I'm a little busy this morning trying not to go crazy. I'll let you talk amongst yourselves as to the reason why. I'm going out for a run- jog- cellulite jiggler- exercise session to hopefully regain some mental stability before my people wake up.I'll be back in a little while to tell the tale.
Okay... I'm back.
So, as a mom do you ever feel like you say the same things over and over and over and over everyday, all the time?
I think next time I go into the radio studio to record my show, I should have a recording made of my voice saying the following:
* We flush everytime we go in this house- no exceptions
* An empty toilet paper roll is a call to action before you sit down people
* The dryer lint must be cleaned out after every load lest you want our house to burn down and render us homeless
* If the orange juice container is empty, it goes in the trash not back in the fridge
* When mom says we are eating leftovers, it does not translate into meaning have your brother drive you over to the Target so you can eat candy and pretzels instead
* We'd all be much happier if toe nails were clipped outside and not at the kitchen table--- hello sanitation violation
* If you spill something sweet and sticky on the floor, just humor me and clean it before the ants come
Yes, so these are the things that my recorded voice could say over the PA system throughout the house. If we had a PA system that is.

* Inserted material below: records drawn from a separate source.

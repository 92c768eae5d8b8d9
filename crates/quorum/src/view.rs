//! Normalized membership view derived from a health snapshot.

use serde::{Deserialize, Serialize};
use std::collections::BTreeMap;

use raftwatch_status::HealthSnapshot;

/// One member's membership map, keyed by member id.
#[derive(Clone, Debug, Default, Eq, PartialEq, Serialize, Deserialize)]
pub struct MemberView {
    /// Identifier of the member that produced this view.
    pub reporter: String,
    /// The reporter's own transport address, when its view contains one.
    pub reporter_address: String,
    /// Membership map: member id to transport address.
    pub members: BTreeMap<String, String>,
}

impl MemberView {
    /// Derives a view from one member's health snapshot.
    ///
    /// The reporter id comes from the local self-report (always a full id);
    /// the reporter address from the self entry of the membership table.
    #[must_use]
    pub fn from_snapshot(snapshot: &HealthSnapshot) -> Self {
        let reporter_address = snapshot
            .status
            .self_entry()
            .map(|entry| entry.address.clone())
            .unwrap_or_default();

        let members = snapshot
            .status
            .servers
            .iter()
            .map(|server| (server.id.clone(), server.address.clone()))
            .collect();

        Self {
            reporter: snapshot.local.server_id.clone(),
            reporter_address,
            members,
        }
    }
}
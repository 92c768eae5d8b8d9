//! Collaborator contracts: member discovery, remote execution, hints.

use async_trait::async_trait;
use std::fmt;

use raftwatch_quorum::Hints;
use raftwatch_status::Database;

use crate::error::Result;

/// A discovered cluster member pod.
#[derive(Clone, Debug, Eq, Hash, PartialEq)]
pub struct MemberTarget {
    /// Pod name.
    pub pod: String,
    /// Container to execute in, when the pod has more than one.
    pub container: Option<String>,
}

impl MemberTarget {
    /// Creates a target addressing the pod's default container.
    pub fn new(pod: impl Into<String>) -> Self {
        Self {
            pod: pod.into(),
            container: None,
        }
    }
}

impl fmt::Display for MemberTarget {
    fn fmt(&self, f: &mut fmt::Formatter<'_>) -> fmt::Result {
        match &self.container {
            Some(container) => write!(f, "{}/{container}", self.pod),
            None => f.write_str(&self.pod),
        }
    }
}

/// Captured output of one remote command.
#[derive(Clone, Debug, Default, Eq, PartialEq)]
pub struct ExecOutput {
    /// Captured standard output.
    pub stdout: String,
    /// Captured standard error.
    pub stderr: String,
    /// Process exit code.
    pub exit_code: i32,
}

impl ExecOutput {
    /// Whether the command exited cleanly.
    #[must_use]
    pub const fn success(&self) -> bool {
        self.exit_code == 0
    }
}

/// Lists the member pods of the watched group.
#[async_trait]
pub trait MemberDiscovery: Send + Sync {
    /// Returns the current member targets.
    ///
    /// # Errors
    ///
    /// A discovery error is fatal for the pass.
    async fn list_members(&self) -> Result<Vec<MemberTarget>>;
}

/// Executes a command inside a member pod.
#[async_trait]
pub trait CommandRunner: Send + Sync {
    /// Runs `command` in `target`, capturing output and exit code.
    ///
    /// # Errors
    ///
    /// Transport-level failures; non-zero exits are returned as output.
    async fn exec(&self, target: &MemberTarget, command: &[String]) -> Result<ExecOutput>;
}

/// Supplies expectations about the intended cluster composition.
#[async_trait]
pub trait HintSource: Send + Sync {
    /// Hints for one database, when available this poll.
    async fn hints(&self, database: Database) -> Option<Hints>;
}
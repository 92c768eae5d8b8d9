use std::time::Duration;
use thiserror::Error;

/// Result type for monitor operations.
pub type Result<T> = std::result::Result<T, Error>;

/// Errors raised while collecting health snapshots or running the monitor.
#[derive(Debug, Error)]
pub enum Error {
    /// Listing the cluster members failed; the whole pass is aborted.
    #[error("member discovery failed: {0}")]
    Discovery(String),

    /// Executing a command inside a member failed at the transport level.
    #[error("command execution failed: {0}")]
    Exec(String),

    /// A command ran but exited with a non-zero status.
    #[error("command exited with status {code}: {stderr}")]
    CommandStatus {
        /// Process exit code.
        code: i32,
        /// Captured standard error.
        stderr: String,
    },

    /// A command did not complete within the per-exec deadline.
    #[error("command timed out after {0:?}")]
    Timeout(Duration),

    /// A member's response could not be parsed.
    #[error(transparent)]
    Parse(#[from] raftwatch_status::Error),

    /// Setting up the metric catalog failed.
    #[error(transparent)]
    Metrics(#[from] raftwatch_metrics::Error),

    /// The monitor service was started twice.
    #[error("monitor already started")]
    AlreadyStarted,
}
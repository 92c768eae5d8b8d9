//! Per-member health snapshot collection.

use futures::future::join_all;
use std::time::Duration;
use tokio::time::timeout;
use tracing::{debug, warn};

use raftwatch_status::{
    DEFAULT_FRESHNESS_MS, Database, HealthSnapshot, parse_cluster_status, parse_local_view,
};

use crate::error::{Error, Result};
use crate::exec::{CommandRunner, MemberTarget};

/// Tunables for member collection.
#[derive(Clone, Debug)]
pub struct CollectorConfig {
    /// Deadline applied to every individual remote command.
    pub exec_timeout: Duration,
    /// Last-message age above which a legacy entry counts as disconnected.
    pub freshness_threshold_ms: u64,
}

impl Default for CollectorConfig {
    fn default() -> Self {
        Self {
            exec_timeout: Duration::from_secs(5),
            freshness_threshold_ms: DEFAULT_FRESHNESS_MS,
        }
    }
}

/// Command querying the server table for a member's local view.
#[must_use]
pub fn local_view_command(database: Database) -> Vec<String> {
    let query = format!(
        r#"["_Server",{{"op":"select","table":"Database","where":[["name","==","{}"]],"columns":["leader","connected","cid","sid","index"]}}]"#,
        database.db_name()
    );
    vec!["db-client".to_string(), "query".to_string(), query]
}

/// Command introspecting the cluster state over the local control socket.
#[must_use]
pub fn cluster_status_command(database: Database) -> Vec<String> {
    vec![
        "db-ctl".to_string(),
        format!("--socket={}", database.control_socket()),
        "cluster/status".to_string(),
        database.db_name().to_string(),
    ]
}

/// Collects one member's health snapshot for one database.
///
/// # Errors
///
/// Transport failures, timeouts, non-zero exits and parse failures are all
/// reported; the caller treats any of them as a per-member failure.
pub async fn collect_member(
    runner: &dyn CommandRunner,
    config: &CollectorConfig,
    target: &MemberTarget,
    database: Database,
) -> Result<HealthSnapshot> {
    let raw_local = run(runner, config, target, &local_view_command(database)).await?;
    let local = parse_local_view(&raw_local)?;

    let raw_status = run(runner, config, target, &cluster_status_command(database)).await?;
    let status = parse_cluster_status(&raw_status, config.freshness_threshold_ms)?;

    debug!(member = %target, database = %database, servers = status.servers.len(), "collected snapshot");
    Ok(HealthSnapshot {
        database,
        local,
        status,
    })
}

/// Collects snapshots for all members concurrently.
///
/// Per-member failures are logged and reduce the sample; they never abort
/// the pass.
pub async fn collect_database(
    runner: &dyn CommandRunner,
    config: &CollectorConfig,
    targets: &[MemberTarget],
    database: Database,
) -> Vec<HealthSnapshot> {
    let attempts = targets
        .iter()
        .map(|target| async move { (target, collect_member(runner, config, target, database).await) });

    join_all(attempts)
        .await
        .into_iter()
        .filter_map(|(target, outcome)| match outcome {
            Ok(snapshot) => Some(snapshot),
            Err(error) => {
                warn!(member = %target, database = %database, %error, "skipping member for this pass");
                None
            }
        })
        .collect()
}

async fn run(
    runner: &dyn CommandRunner,
    config: &CollectorConfig,
    target: &MemberTarget,
    command: &[String],
) -> Result<String> {
    let output = timeout(config.exec_timeout, runner.exec(target, command))
        .await
        .map_err(|_| Error::Timeout(config.exec_timeout))??;

    if !output.success() {
        return Err(Error::CommandStatus {
            code: output.exit_code,
            stderr: output.stderr,
        });
    }
    Ok(output.stdout)
}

I say these things over and over.
But now I have a new thing to add to the list. Honestly, I never pictured myself having to teach this lesson.
It just never crossed my mind that I would need to say to the kids, "If you find a mattress in the neighbor's trash pile, do not place it in our pond and use it as a flotation device."
Because then it will fill up with water and be impossible to get out of the pond.
And then everyone who comes to visit will suddenly have a flashback to a certain Jeff Foxworthy comedy skit called, "You might be a redneck if... you have a dadgum mattress floating in the pond in your front yard."
Of course king daddy told the kids to "take care of said mattress situation."
And they did.
They went out and jumped and jumped and jumped until the mattress sank.
Of course they didn't tell us that's how they'd taken care of it. All this time, we assumed it was back in the trash pile.
And then one beautiful morning as the sun rose, so did the mattress.
I called Holly and told her I think I might need some kind of medication to help me survive y'all.